Bren has been away on business for 10 days now. It’s the most time we’ve spent apart since having kids.
It’s been hard in some ways. Easier in others. Having no-one to help at bedtime isn’t ideal. The relentlessness is brutal when you’re the only adult around. But then, there is no-one else to judge so maybe the parenting gets a little lax. Maybe it’s toast for dinner. Maybe there are no bedtime stories because “Mumma is all alone and so tired.” Yes, I’ve been laying it on thick. Sometimes it works and sometimes the kids are unmoved by my emotional blackmail and go right on ahead breaking my proverbials.
What really gets me though is sleeping alone. A friend recommended I push the bed to the wall so that I feel like there’s something beside me, use pillows on the other side for the same effect. But I don’t miss the actual body beside me. On the contrary, I love having the bed to myself. But I’d enjoy it a whole lot more if I didn’t spend the entire night in a suspended state of terror. For nine nights straight, I have ‘heard’ someone breaking into the house and on a number of occasions, also ‘seen’ them. In that bizarre space between the worlds of sleep and consciousness, when your eyes are open and you believe you’re really awake, you can ‘see’ exactly what you’ve been dreaming about and it takes a few minutes for the eyes to adjust and the heart to stop pounding. Slowly it dawns on you, it’s not real. For me, it’s always shadows at the doorway, a lurking threat.
Every night, on some level, I expect to be murdered in my sleep, and when Bren is away, this ratchets up a couple of thousand notches. To help combat the fear, I have been letting Harlow go to sleep in my bed. I suppose on some subliminal level, I realise that Bren and Harlow would be about as useful as each other in the face of an intruder. Bren is the kind of guy who could sleep through an explosion and when he does wake, remains in a fog-like state for, I estimate, just long enough for the entire family to be slain. His shitty eyesight does not help matters.
Myself, I am like a ninja. I will burst out of bed at the merest sound. I can pre-empt a child spewing even in the REM state. But though my senses be sharp, I am very small and very weak. Especially in undies and a singlet. I need Bren for back-up – though foggy and blind, he is still a giant of a man and cuts a scarier figure in the midnight hours.
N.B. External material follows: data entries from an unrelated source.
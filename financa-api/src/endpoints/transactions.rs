use super::{CategoriaQuery, Month, TransactionId, UpdateResponse, Valor};
use crate::macros::setter;
use serde::{Deserialize, Serialize};
use std::borrow::Cow;
use tower_api_client::{Method, Request, RequestData};

// Common

#[derive(Debug, Clone, Serialize, Deserialize, PartialEq)]
pub struct Transaction {
    /// Absent for synthetic rows the server cannot address individually.
    pub id: Option<TransactionId>,
    #[serde(default)]
    pub data: Option<String>,
    pub descricao: String,
    #[serde(default)]
    pub descricao_original: Option<String>,
    #[serde(default)]
    pub tem_mapeamento: bool,
    #[serde(default)]
    pub categoria: String,
    #[serde(default)]
    pub subcategoria: Option<String>,
    pub valor: Valor,
    #[serde(default)]
    pub parcela: Option<String>,
}

impl Transaction {
    /// The description the row was imported with, before any mapping.
    pub fn original_descricao(&self) -> &str {
        self.descricao_original.as_deref().unwrap_or(&self.descricao)
    }

    /// Grouping key for the subcategory tree. Empty means "no subcategory".
    pub fn grouping_subcategoria(&self) -> &str {
        self.subcategoria.as_deref().unwrap_or("")
    }
}

// Requests

#[derive(Debug, Clone, Serialize)]
pub struct ListTransactions {
    #[serde(skip)]
    month: Month,
    #[serde(skip)]
    query: CategoriaQuery,
}

impl ListTransactions {
    pub fn new(month: Month, categoria: impl Into<String>) -> Self {
        Self {
            month,
            query: CategoriaQuery {
                categoria: categoria.into(),
            },
        }
    }
}

impl Request for ListTransactions {
    type Data = CategoriaQuery;
    type Response = Vec<Transaction>;

    fn endpoint(&self) -> Cow<'_, str> {
        format!("/api/transacoes/{}", self.month).into()
    }

    fn data(&self) -> RequestData<&Self::Data> {
        RequestData::Query(&self.query)
    }
}

#[derive(Debug, Clone, Serialize)]
pub struct UpdateTransactionCategory {
    #[serde(skip)]
    id: TransactionId,
    categoria: String,
    #[serde(skip_serializing_if = "Option::is_none")]
    subcategoria: Option<String>,
}

impl UpdateTransactionCategory {
    pub fn new(id: TransactionId, categoria: impl Into<String>) -> Self {
        Self {
            id,
            categoria: categoria.into(),
            subcategoria: None,
        }
    }

    setter!(opt subcategoria: String);
}

impl Request for UpdateTransactionCategory {
    type Data = Self;
    type Response = UpdateResponse;
    const METHOD: Method = Method::POST;

    fn endpoint(&self) -> Cow<'_, str> {
        format!("/api/transacoes/{}/categoria", self.id).into()
    }

    fn data(&self) -> RequestData<&Self::Data> {
        RequestData::Json(self)
    }
}

/// Re-categorizes every transaction sharing an exact description on the server.
#[derive(Debug, Clone, Serialize)]
pub struct UpdateByDescription {
    descricao: String,
    categoria: String,
    #[serde(skip_serializing_if = "Option::is_none")]
    subcategoria: Option<String>,
}

impl UpdateByDescription {
    pub fn new(descricao: impl Into<String>, categoria: impl Into<String>) -> Self {
        Self {
            descricao: descricao.into(),
            categoria: categoria.into(),
            subcategoria: None,
        }
    }

    setter!(opt subcategoria: String);
}

impl Request for UpdateByDescription {
    type Data = Self;
    type Response = UpdateResponse;
    const METHOD: Method = Method::POST;

    fn endpoint(&self) -> Cow<'_, str> {
        "/api/transacoes/atualizar-por-descricao".into()
    }

    fn data(&self) -> RequestData<&Self::Data> {
        RequestData::Json(self)
    }
}

#[cfg(test)]
mod tests {
    use super::*;

    #[test]
    fn deserializes_minimal_row() {
        let t: Transaction =
            serde_json::from_str(r#"{"descricao": "UBER TRIP", "valor": -23.9}"#).unwrap();
        assert_eq!(t.id, None);
        assert_eq!(t.original_descricao(), "UBER TRIP");
        assert!(!t.tem_mapeamento);
        assert_eq!(t.grouping_subcategoria(), "");
        assert!(t.valor.is_negative());
    }

    #[test]
    fn original_descricao_prefers_mapping_source() {
        let t: Transaction = serde_json::from_str(
            r#"{
                "id": 7,
                "descricao": "Uber",
                "descricao_original": "UBER *TRIP 99",
                "tem_mapeamento": true,
                "categoria": "Transporte",
                "subcategoria": "Apps",
                "valor": -23.9,
                "parcela": "2/10"
            }"#,
        )
        .unwrap();
        assert_eq!(t.original_descricao(), "UBER *TRIP 99");
        assert_eq!(t.grouping_subcategoria(), "Apps");
        assert_eq!(t.id, Some(TransactionId::new(7)));
    }

    #[test]
    fn update_by_description_serializes_optional_subcategoria() {
        let req = UpdateByDescription::new("Uber", "Transporte");
        let body = serde_json::to_value(&req).unwrap();
        assert!(body.get("subcategoria").is_none());

        let req = req.subcategoria("Apps");
        let body = serde_json::to_value(&req).unwrap();
        assert_eq!(body["subcategoria"], "Apps");
    }
}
So I am feeling somewhat bleary-eyed. A week of adrenaline-spiked evenings has taken its toll. But if I pause and think about it, I haven’t desperately missed Bren. I’ve missed his help and his presence in a general way but I haven’t specifically longed for him. On the rare occasion I have gone away, I do miss him specifically. I wish he was with me, that we could be having the away time together. But here at home, the humdrum domesticity of life steals away time and energy so that even if Bren did walk through the door right now, the best I could manage would be a quick hug before I crawled into bed to sleep the sleep of the utterly unafraid.
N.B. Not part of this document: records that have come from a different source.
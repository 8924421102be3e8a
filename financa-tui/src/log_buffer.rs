use std::collections::VecDeque;
use std::sync::{Arc, RwLock};
use tracing::Level;

/// A single log entry captured from tracing
#[derive(Debug, Clone)]
pub struct LogEntry {
    pub timestamp: chrono::DateTime<chrono::Local>,
    pub level: Level,
    pub target: String,
    pub message: String,
}

/// Thread-safe circular buffer holding the most recent log entries
#[derive(Debug, Clone)]
pub struct LogBuffer {
    entries: Arc<RwLock<VecDeque<LogEntry>>>,
    max_entries: usize,
}

impl LogBuffer {
    pub fn new(max_entries: usize) -> Self {
        Self {
            entries: Arc::new(RwLock::new(VecDeque::with_capacity(max_entries))),
            max_entries,
        }
    }

    pub fn push(&self, entry: LogEntry) {
        let mut entries = self.entries.write().unwrap();
        while entries.len() >= self.max_entries {
            entries.pop_front();
        }
        entries.push_back(entry);
    }

    /// Snapshot of the buffered entries, oldest first.
    pub fn entries(&self) -> Vec<LogEntry> {
        self.entries.read().unwrap().iter().cloned().collect()
    }

    pub fn len(&self) -> usize {
        self.entries.read().unwrap().len()
    }

    pub fn is_empty(&self) -> bool {
        self.entries.read().unwrap().is_empty()
    }
}

#[cfg(test)]
mod tests {
    use super::*;

    fn entry(message: &str) -> LogEntry {
        LogEntry {
            timestamp: chrono::Local::now(),
            level: Level::INFO,
            target: "test".to_string(),
            message: message.to_string(),
        }
    }

    #[test]
    fn drops_oldest_entries_past_capacity() {
        let buffer = LogBuffer::new(2);
        buffer.push(entry("a"));
        buffer.push(entry("b"));
        buffer.push(entry("c"));

        let entries = buffer.entries();
        assert_eq!(entries.len(), 2);
        assert_eq!(entries[0].message, "b");
        assert_eq!(entries[1].message, "c");
    }
}
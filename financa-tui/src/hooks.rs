use financa_api::endpoints::Valor;

/// A recurring expense about to be registered.
#[derive(Debug, Clone, PartialEq)]
pub struct RecurringRequest {
    pub descricao: String,
    pub categoria: String,
    pub valor: Valor,
}

/// Integration points for an external recurring-expense manager.
///
/// Each hook returns true when it handled the request. The loader walks the
/// chain in order (prefilled form, then quick add) and only calls the API
/// when no hook claimed the request.
pub trait RecurringHooks: Send + Sync {
    fn open_prefilled_form(&self, _request: &RecurringRequest) -> bool {
        false
    }

    fn quick_add(&self, _request: &RecurringRequest) -> bool {
        false
    }

    /// Called after a direct API add succeeds, so an external recurring
    /// list can refresh itself.
    fn refresh_list(&self) {}
}

/// Default hook set: nothing is handled locally, everything goes to the API.
pub struct NoHooks;

impl RecurringHooks for NoHooks {}

#[cfg(test)]
mod tests {
    use super::*;
    use std::sync::atomic::{AtomicBool, Ordering};

    #[test]
    fn no_hooks_defers_to_api() {
        let request = RecurringRequest {
            descricao: "Academia".to_string(),
            categoria: "Saúde".to_string(),
            valor: Valor::new(120.0),
        };
        assert!(!NoHooks.open_prefilled_form(&request));
        assert!(!NoHooks.quick_add(&request));
    }

    #[test]
    fn refresh_hook_dispatches_through_the_trait_object() {
        #[derive(Default)]
        struct ListRefresher {
            refreshed: AtomicBool,
        }

        impl RecurringHooks for ListRefresher {
            fn refresh_list(&self) {
                self.refreshed.store(true, Ordering::SeqCst);
            }
        }

        let refresher = ListRefresher::default();
        let hooks: &dyn RecurringHooks = &refresher;
        hooks.refresh_list();
        assert!(refresher.refreshed.load(Ordering::SeqCst));
    }
}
The thing I miss more than anything else since having kids is solitude. Real time alone. I genuinely enjoy my own company and never find myself bored or without something to do. So when Bren is away, once the kids are down for the night, as long as I can keep my eyes open, that time is all mine. I have the longest list of books to read, not to mention all the movies and TV series I want to watch and that I know Bren isn’t interested in.
So no, I haven’t spent each night pining for Bren. I have enjoyed a quiet house to myself. And maybe if our relationship was newer, I would worry about what this meant. About whether it was a telling sign about the state of our relationship.
Having Bren in my life is a great comfort. He is comfortable. I am comfortable with him. After 15 years together, this is how it goes. I know the value of comfort. But comfort sounds so – boring. Unromantic and definitely unsexy. And sometimes, it is. Life with kids will do that to you.
The important thing is that I don’t feel like the romance is dead. When we get undressed each night for bed, I spot Bren sucking in his guts and lord knows I’m doing the same. It’s important to me that he still thinks I’m a babe, but when he does spy my non-sucked in tummy in an unguarded moment, I don't freak out. I trust that he loves me anyway.
And this is the beauty of long-term love. I know Bren is coming back to me in a few days and life will resume as always. I will be glad to see his face. I am looking forward to watching House of Cards episodes together. I’ll tell him all the annoying things the kids did and all the adorable things, too. We’ll have a glass of wine and he’ll pray I don’t pass out before he gets one past the keeper.
You know, real life love. A modified romance that makes way for toilet training and general domestic drudgery. Life with small kids is the antithesis of passion, but I am passionate about our life together. While ever that’s still true, I think we’re okay.
Worn in is not the same thing as worn out.
So come home soon, Bren. Yes, life has gone on without you, but I only ever sleep when you’re by my side.